The Bush campaign suggests that Media Fund's donors might have
broken the law by giving to the group, and it wants the FEC to find
out whether contributors gave thinking their donations would be
used to influence a federal election.
Soros spokesman Michael Vachon accused the Bush campaign of
trying to intimidate donors with a "completely bogus" complaint.
Asked if Soros would keep writing checks to Media Fund and
other soft-money groups, Vachon said, "Absolutely."

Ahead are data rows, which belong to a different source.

//! Typed access to a decoded event's `args`.
//!
//! Hosts deliver ABI-decoded arguments as JSON. Integers may arrive as JSON
//! numbers, decimal strings, or `0x` hex strings; hashes and addresses as
//! `0x` hex strings. Each accessor takes a list of accepted argument names
//! because contract generations disagree on spelling (`label` / `labelhash`).

use alloy_primitives::{Address, B256, U256};
use serde_json::Value;

use ensindex_core::error::IndexerError;
use ensindex_core::handler::DecodedEvent;
use ensindex_core::types::{label_hash_from_token_id, LabelHash, UnixTimestamp};

fn missing(event: &DecodedEvent, names: &[&str]) -> IndexerError {
    IndexerError::invalid_event(
        &event.event_name,
        format!("missing argument {}", names.join(" / ")),
    )
}

/// The first present argument among `names`.
pub fn field<'a>(event: &'a DecodedEvent, names: &[&str]) -> Result<(String, &'a Value), IndexerError> {
    let args = event
        .args
        .as_object()
        .ok_or_else(|| IndexerError::invalid_event(&event.event_name, "args is not an object"))?;
    names
        .iter()
        .find_map(|name| args.get(*name).map(|v| (name.to_string(), v)))
        .ok_or_else(|| missing(event, names))
}

pub fn u256(event: &DecodedEvent, names: &[&str]) -> Result<U256, IndexerError> {
    let (name, value) = field(event, names)?;
    let bad = |reason: String| IndexerError::invalid_event(&event.event_name, format!("{name}: {reason}"));
    match value {
        Value::Number(n) => n
            .as_u64()
            .map(U256::from)
            .ok_or_else(|| bad(format!("{n} is not an unsigned integer"))),
        Value::String(s) => s.parse::<U256>().map_err(|e| bad(format!("'{s}': {e}"))),
        other => Err(bad(format!("unexpected {other}"))),
    }
}

/// A unix timestamp argument (e.g. `expires`). Must fit a signed 64-bit
/// second count.
pub fn timestamp(event: &DecodedEvent, names: &[&str]) -> Result<UnixTimestamp, IndexerError> {
    let value = u256(event, names)?;
    u64::try_from(value)
        .ok()
        .and_then(|secs| i64::try_from(secs).ok())
        .ok_or_else(|| {
            IndexerError::invalid_event(&event.event_name, format!("timestamp {value} out of range"))
        })
}

fn parse_hex<T>(event: &DecodedEvent, names: &[&str]) -> Result<T, IndexerError>
where
    T: std::str::FromStr,
    T::Err: std::fmt::Display,
{
    let (name, value) = field(event, names)?;
    let s = value.as_str().ok_or_else(|| {
        IndexerError::invalid_event(&event.event_name, format!("{name}: expected a hex string"))
    })?;
    s.parse::<T>()
        .map_err(|e| IndexerError::invalid_event(&event.event_name, format!("{name} '{s}': {e}")))
}

pub fn b256(event: &DecodedEvent, names: &[&str]) -> Result<B256, IndexerError> {
    parse_hex(event, names)
}

pub fn address(event: &DecodedEvent, names: &[&str]) -> Result<Address, IndexerError> {
    parse_hex(event, names)
}

/// Label hash carried as an ERC-721 token id (`uint256(labelhash)`).
pub fn token_label_hash(event: &DecodedEvent) -> Result<LabelHash, IndexerError> {
    Ok(label_hash_from_token_id(u256(event, &["id", "tokenId"])?))
}

/// Label hash carried directly as a bytes32.
pub fn label_hash(event: &DecodedEvent) -> Result<LabelHash, IndexerError> {
    b256(event, &["labelhash", "labelHash", "label"])
}

#[cfg(test)]
mod tests {
    use super::*;
    use ensindex_core::types::BlockRef;
    use serde_json::json;

    fn event(args: Value) -> DecodedEvent {
        DecodedEvent {
            chain_id: 1,
            contract_address: Address::ZERO,
            event_name: "NameRegistered".into(),
            block: BlockRef { number: 1, timestamp: 1 },
            transaction_hash: B256::ZERO,
            transaction_from: None,
            log_index: 0,
            args,
        }
    }

    #[test]
    fn integers_in_any_encoding() {
        let e = event(json!({ "a": 42, "b": "42", "c": "0x2a" }));
        for name in ["a", "b", "c"] {
            assert_eq!(u256(&e, &[name]).unwrap(), U256::from(42));
        }
    }

    #[test]
    fn first_matching_name_wins() {
        let hash = format!("0x{}", "11".repeat(32));
        let e = event(json!({ "label": "alice", "labelhash": hash }));
        assert_eq!(label_hash(&e).unwrap(), B256::repeat_byte(0x11));
    }

    #[test]
    fn timestamp_must_fit_i64() {
        let e = event(json!({ "expires": format!("0x{}", "ff".repeat(32)) }));
        assert!(matches!(
            timestamp(&e, &["expires"]),
            Err(IndexerError::InvalidEvent { .. })
        ));
        let e = event(json!({ "expires": 4000 }));
        assert_eq!(timestamp(&e, &["expires"]).unwrap(), 4000);
    }

    #[test]
    fn missing_and_malformed_are_invalid_event() {
        let e = event(json!({ "owner": 7 }));
        assert!(address(&e, &["owner"]).is_err());
        assert!(address(&e, &["registrant"]).is_err());
        assert!(u256(&event(json!([1, 2])), &["x"]).is_err());
    }

    #[test]
    fn token_id_is_label_hash() {
        let e = event(json!({ "id": "0x01" }));
        let mut expected = [0u8; 32];
        expected[31] = 1;
        assert_eq!(token_label_hash(&e).unwrap(), B256::from(expected));
    }
}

Media Fund argues that it is legal to spend soft money on
anti-Bush ads as long as it stops short of calling for his
election or defeat. The donations must be kept separate from
any corporate or union contributions.
Bush-Cheney officials said they wouldn't ask for the ads to be
pulled off the air because the FEC doesn't have that authority, and
because a court is unlikely to act before the FEC finishes its
review of the new campaign finance laws. The object of the
complaint is to highlight what Bush campaign officials say are
Democrat hypocrisies and to prod the FEC to act more quickly than
it has in the past, the officials said.
The FEC is considering how the new campaign finance
law affects soft-money groups, such as Media Fund, that aren't
registered with the commission as political committees, including
whether they should face new limits on their fund raising and
spending. The agency is expected to decide the question by May.